Cette première option ne semble donc pas être la bonne pour trouver une issue positive à cette situation. Pour le moment, aucune indemnité financière n’a été proposée au coach, mais le président assure « que des échanges sont prévus cette semaine entre son avocat et celui du club. » On pourrait se diriger donc vers cette deuxième solution d’une négociation à l’amiable, c’est-à-dire de trouver un terrain d’entente sur une somme financière pour résilier l’année de contrat. « Je ne veux pas négocier trop longtemps, on a provisionné, donc la négociation peut aller très vite. Je ne pense pas que Mickaël obtienne plus économiquement aux prud’hommes », assure le président du NO.

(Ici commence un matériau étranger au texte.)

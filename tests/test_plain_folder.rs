use concat_with::concat_line;
use std::{
    fs,
    sync::{Arc, Mutex},
};

use localmail_lib::{
    ErrorKind, Flag, Flags, Folder, FolderEvent, FolderType, Message, OpenMode, Store,
    StoreConfig,
};

const RAW: &str = concat_line!(
    "From: alice@localhost",
    "To: bob@localhost",
    "Subject: Plain message!",
    "",
    "Plain message!",
);

fn setup() -> (tempfile::TempDir, Store, Arc<Mutex<Vec<String>>>) {
    let _ = env_logger::builder().is_test(true).try_init();

    let dir = tempfile::tempdir().unwrap();
    let config = StoreConfig {
        host_name: Some("localhost".into()),
        ..StoreConfig::new(dir.path())
    };
    let store = Store::connect(&config).unwrap();

    let events = Arc::new(Mutex::new(Vec::new()));
    let sink = events.clone();
    store
        .add_listener(move |event: &FolderEvent| sink.lock().unwrap().push(describe(event)))
        .unwrap();

    (dir, store, events)
}

fn describe(event: &FolderEvent) -> String {
    match event {
        FolderEvent::FolderCreated(folder) => format!("created {}", folder),
        FolderEvent::FolderDeleted(folder) => format!("deleted {}", folder),
        FolderEvent::FolderRenamed { from, to } => format!("renamed {} to {}", from, to),
        FolderEvent::MessagesAdded { folder, messages } => {
            format!("added {} to {}", messages.len(), folder)
        }
        FolderEvent::MessagesRemoved { folder, messages } => {
            format!("removed {} from {}", messages.len(), folder)
        }
    }
}

fn plain_folder(dir: &tempfile::TempDir, store: &Store, name: &str) -> Folder {
    fs::create_dir_all(dir.path().join(name)).unwrap();
    let folder = store.folder(name).unwrap();
    assert!(!folder.is_maildir());
    folder
}

#[test]
fn test_plain_folder() {
    let (dir, store, events) = setup();
    let folder = plain_folder(&dir, &store, "Archive");

    // check that messages can be appended
    let mut messages = vec![
        Message::new(RAW),
        Message::with_flags(RAW, Flags::from_iter([Flag::Flagged])),
    ];
    let appended = folder.append_messages(&mut messages).unwrap();
    assert_eq!(2, appended.len());
    assert!(appended[0].ptr_eq(&messages[0]));
    assert!(appended[1].ptr_eq(&messages[1]));
    assert_eq!(2, folder.message_count().unwrap());
    assert_eq!(vec!["added 2 to Archive"], *events.lock().unwrap());

    // check that appended messages are stored byte for byte
    let path = messages[0].path().unwrap().to_owned();
    assert!(path.starts_with(dir.path().join("Archive")));
    assert_eq!(RAW.as_bytes(), fs::read(&path).unwrap());
    assert_eq!(RAW.as_bytes(), messages[0].raw());

    // check that appended messages keep their flags and know their
    // folder
    assert!(messages[1].has_flag(&Flag::Flagged));
    assert!(!messages[0].has_flag(&Flag::Flagged));
    assert_eq!(1, messages[0].number());
    assert_eq!(2, messages[1].number());
    assert!(messages[0].folder().unwrap().ptr_eq(&folder));

    // check that cached messages are returned as is
    let message = folder.get_message(2).unwrap().unwrap();
    assert!(message.ptr_eq(&messages[1]));

    // check that the content is parsed
    let content = message.content().unwrap();
    assert_eq!(Some("Plain message!"), content.subject.as_deref());
    assert_eq!(Some("alice@localhost"), content.from.as_deref());
    assert_eq!("Plain message!", content.body.trim_end());

    // check that the file name identifies a message
    let filename = messages[1].filename().unwrap().to_owned();
    assert!(filename.ends_with(".localhost"));
    assert_eq!(Some(2), folder.find_message(&filename).unwrap());

    // check that a deleted message is expunged on close
    folder.open(OpenMode::ReadWrite).unwrap();
    assert!(folder.is_open());
    assert_eq!(Some(OpenMode::ReadWrite), folder.mode());
    messages[0].add_flag(Flag::Deleted);
    folder.close(true).unwrap();
    assert!(!folder.is_open());
    assert!(!path.exists());
    assert!(messages[0].is_expunged());
    assert_eq!(1, folder.message_count().unwrap());
    assert_eq!(Some(1), folder.find_message(&filename).unwrap());
    assert_eq!(
        vec!["added 2 to Archive", "removed 1 from Archive"],
        *events.lock().unwrap()
    );

    // check that a reopened folder reads messages from disk
    folder.open(OpenMode::ReadOnly).unwrap();
    let message = folder.get_message(1).unwrap().unwrap();
    assert!(!message.ptr_eq(&messages[1]));
    assert_eq!(messages[1].filename(), message.filename());
    assert_eq!(RAW.as_bytes(), message.raw());
    folder.close(false).unwrap();
}

#[test]
fn test_plain_folder_expunge() {
    let (dir, store, _) = setup();
    let folder = plain_folder(&dir, &store, "Archive");

    let mut messages: Vec<Message> = (0..3).map(|_| Message::new(RAW)).collect();
    folder.append_messages(&mut messages).unwrap();

    // check that only messages flagged as deleted are removed, and
    // that numbers are compacted
    messages[0].add_flag(Flag::Deleted);
    messages[2].add_flag(Flag::Deleted);
    let removed = folder.expunge().unwrap();
    assert_eq!(2, removed.len());
    assert!(removed[0].ptr_eq(&messages[0]));
    assert!(removed[1].ptr_eq(&messages[2]));
    assert_eq!(1, folder.message_count().unwrap());
    assert_eq!(1, messages[1].number());
    assert!(folder.get_message(1).unwrap().unwrap().ptr_eq(&messages[1]));

    // check that an expunge without deleted message changes nothing
    assert!(folder.expunge().unwrap().is_empty());
    assert_eq!(1, folder.message_count().unwrap());

    // check that a file deleted behind the folder back is tolerated
    messages[1].add_flag(Flag::Deleted);
    fs::remove_file(messages[1].path().unwrap()).unwrap();
    assert_eq!(1, folder.expunge().unwrap().len());
    assert_eq!(0, folder.message_count().unwrap());
}

#[test]
fn test_plain_folder_unreadable_message() {
    let (dir, store, _) = setup();
    let folder = plain_folder(&dir, &store, "Archive");
    fs::write(dir.path().join("Archive").join("1.localhost"), RAW).unwrap();
    fs::write(dir.path().join("Archive").join("2.localhost"), RAW).unwrap();

    // check that the listing stays stable when a file vanishes
    folder.open(OpenMode::ReadWrite).unwrap();
    assert_eq!(2, folder.message_count().unwrap());
    fs::remove_file(dir.path().join("Archive").join("1.localhost")).unwrap();
    assert_eq!(2, folder.message_count().unwrap());
    assert!(folder.get_message(1).unwrap().is_none());
    assert!(folder.get_message(2).unwrap().is_some());
    folder.close(false).unwrap();

    // check that the listing is refreshed once closed
    assert_eq!(1, folder.message_count().unwrap());
}

#[test]
fn test_plain_folder_open_lists_again() {
    let (dir, store, _) = setup();
    let folder = plain_folder(&dir, &store, "Archive");

    // check that a file stored while closed is seen once opened
    assert_eq!(0, folder.message_count().unwrap());
    fs::write(dir.path().join("Archive").join("1.localhost"), RAW).unwrap();
    folder.open(OpenMode::ReadWrite).unwrap();
    assert_eq!(1, folder.message_count().unwrap());
    assert!(folder.get_message(1).unwrap().is_some());
    folder.close(false).unwrap();

    // check that loaded messages keep their handle and get renumbered
    let mut messages = vec![Message::new(RAW)];
    folder.append_messages(&mut messages).unwrap();
    assert_eq!(2, messages[0].number());
    fs::write(dir.path().join("Archive").join("0.other"), RAW).unwrap();
    folder.open(OpenMode::ReadWrite).unwrap();
    assert_eq!(3, folder.message_count().unwrap());
    assert_eq!(3, messages[0].number());
    assert!(folder.get_message(3).unwrap().unwrap().ptr_eq(&messages[0]));

    // check that an expunge after opening removes the renumbered message
    messages[0].add_flag(Flag::Deleted);
    folder.close(true).unwrap();
    assert!(messages[0].is_expunged());
    assert_eq!(2, folder.message_count().unwrap());
}

#[test]
fn test_plain_folder_errors() {
    let (dir, store, _) = setup();
    let folder = plain_folder(&dir, &store, "Archive");
    folder.append_messages(&mut [Message::new(RAW)]).unwrap();

    // check the out of range numbers
    let err = folder.get_message(0).unwrap_err();
    assert_eq!(ErrorKind::IndexOutOfRange, err.kind());
    let err = folder.get_message(2).unwrap_err();
    assert_eq!(ErrorKind::IndexOutOfRange, err.kind());

    // check the open state errors
    assert_eq!(
        ErrorKind::IllegalState,
        folder.close(false).unwrap_err().kind()
    );
    folder.open(OpenMode::ReadOnly).unwrap();
    assert_eq!(
        ErrorKind::IllegalState,
        folder.open(OpenMode::ReadOnly).unwrap_err().kind()
    );

    // check that a read-only folder cannot be modified
    let err = folder.append_messages(&mut [Message::new(RAW)]).unwrap_err();
    assert_eq!(ErrorKind::IllegalState, err.kind());
    let err = folder.expunge().unwrap_err();
    assert_eq!(ErrorKind::IllegalState, err.kind());
    let err = folder.delete(false).unwrap_err();
    assert_eq!(ErrorKind::IllegalState, err.kind());
    folder.close(false).unwrap();

    // check that a vanished folder is reported as not found
    fs::remove_dir_all(dir.path().join("Archive")).unwrap();
    assert!(!folder.exists());
    let err = folder.get_message(1).unwrap_err();
    assert_eq!(ErrorKind::FolderNotFound, err.kind());
    let err = folder.list().unwrap_err();
    assert_eq!(ErrorKind::FolderNotFound, err.kind());
    let err = folder.append_messages(&mut [Message::new(RAW)]).unwrap_err();
    assert_eq!(ErrorKind::FolderNotFound, err.kind());

    // check that a file cannot be turned into a folder
    fs::write(dir.path().join("conflict"), "").unwrap();
    let conflict = store.folder("conflict").unwrap();
    let err = conflict.create(FolderType::HOLDS_MESSAGES).unwrap_err();
    assert_eq!(ErrorKind::Messaging, err.kind());
}

#[test]
fn test_plain_folder_list() {
    let (dir, store, _) = setup();
    let folder = plain_folder(&dir, &store, "Archive");
    plain_folder(&dir, &store, "Archive/2021");
    plain_folder(&dir, &store, "Archive/2022");
    fs::create_dir(dir.path().join("Archive").join(".hidden")).unwrap();
    fs::write(dir.path().join("Archive").join("message"), RAW).unwrap();

    // check that subfolders are listed, hidden ones excepted
    let names: Vec<String> = folder
        .list()
        .unwrap()
        .iter()
        .map(|folder| folder.full_name().to_owned())
        .collect();
    assert_eq!(vec!["Archive/2021", "Archive/2022"], names);

    // check that listed folders are the store handles
    let child = store.folder("Archive/2021").unwrap();
    assert!(folder.list().unwrap()[0].ptr_eq(&child));
    assert!(child.parent().unwrap().unwrap().ptr_eq(&folder));
    assert!(folder.folder("2021").unwrap().ptr_eq(&child));

    // check the caller filter
    let folders = folder
        .list_with(|folder| folder.name().ends_with('2'))
        .unwrap();
    assert_eq!(1, folders.len());
    assert_eq!("2022", folders[0].name());

    // check that a folder created on disk shows up once listed again
    let created = folder.folder("2023").unwrap();
    assert!(created.create(FolderType::HOLDS_MESSAGES).unwrap());
    assert_eq!(3, folder.list().unwrap().len());
}

#[test]
fn test_plain_folder_create_and_delete() {
    let (dir, store, events) = setup();
    let folder = plain_folder(&dir, &store, "Archive");
    let child = plain_folder(&dir, &store, "Archive/2022");
    folder.append_messages(&mut [Message::new(RAW)]).unwrap();
    child.append_messages(&mut [Message::new(RAW)]).unwrap();
    events.lock().unwrap().clear();

    // check that creating an existing folder succeeds silently
    assert!(folder
        .create(FolderType::HOLDS_FOLDERS | FolderType::HOLDS_MESSAGES)
        .unwrap());
    assert!(events.lock().unwrap().is_empty());

    // check that a folder holding subfolders is kept without recurse,
    // but its messages are gone
    assert!(!folder.delete(false).unwrap());
    assert!(folder.exists());
    assert_eq!(0, folder.message_count().unwrap());
    assert_eq!(1, child.message_count().unwrap());

    // check that the recursive delete removes everything
    assert!(folder.delete(true).unwrap());
    assert!(!dir.path().join("Archive").exists());
    assert_eq!(
        vec!["deleted Archive/2022", "deleted Archive"],
        *events.lock().unwrap()
    );

    // check that a deleted folder cannot be deleted again
    let err = folder.delete(true).unwrap_err();
    assert_eq!(ErrorKind::FolderNotFound, err.kind());

    // check that the store forgot the deleted handles
    assert!(!store.folder("Archive").unwrap().ptr_eq(&folder));
}

#[test]
fn test_plain_folder_rename() {
    let (dir, store, events) = setup();
    let folder = plain_folder(&dir, &store, "Archive");
    let mut messages = vec![Message::new(RAW)];
    folder.append_messages(&mut messages).unwrap();
    let filename = messages[0].filename().unwrap().to_owned();
    events.lock().unwrap().clear();

    // check that an open folder cannot be renamed
    let target = store.folder("Old/Archive").unwrap();
    folder.open(OpenMode::ReadOnly).unwrap();
    let err = folder.rename_to(&target).unwrap_err();
    assert_eq!(ErrorKind::IllegalState, err.kind());
    folder.close(false).unwrap();

    // check that an existing target is refused
    let existing = plain_folder(&dir, &store, "Existing");
    let err = folder.rename_to(&existing).unwrap_err();
    assert_eq!(ErrorKind::Messaging, err.kind());

    // check that the folder is found at its new path
    assert!(folder.rename_to(&target).unwrap());
    assert!(!dir.path().join("Archive").exists());
    let renamed = store.folder("Old/Archive").unwrap();
    assert!(!renamed.is_maildir());
    assert_eq!(1, renamed.message_count().unwrap());
    assert_eq!(Some(1), renamed.find_message(&filename).unwrap());
    assert_eq!(
        vec!["renamed Archive to Old/Archive"],
        *events.lock().unwrap()
    );

    // check that the parent lists the renamed folder
    let parent = store.folder("Old").unwrap();
    assert!(parent.list().unwrap()[0].ptr_eq(&renamed));
}
//! Module related to the local mailbox store.

pub mod cache;
pub use cache::DirectoryCache;

pub mod config;
pub use config::StoreConfig;

pub mod error;
pub use error::{Error, ErrorKind, Result};

pub mod folder;
pub use folder::{FolderType, OpenMode, PlainFolder};

pub mod handle;
pub use handle::Folder;

pub mod maildir;
pub use maildir::MaildirFolder;

pub mod naming;
pub use naming::PathNaming;

mod store;
pub use self::store::Store;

Reste à savoir ce que décidera l’entourage du coach nîmois, mais le club est prêt à envisager toutes les options. « Je ne veux pas le mettre à la porte comme un malpropre alors que je n’ai pas de faute à lui reprocher. Je trouvais qu’il était insuffisant pour entraîner le club cette saison, c’est une décision purement sportive. Je ne lui en voudrais pas mais si l’aigreur est trop forte on ira vers un contentieux », conclut Thierry Cenatiempo.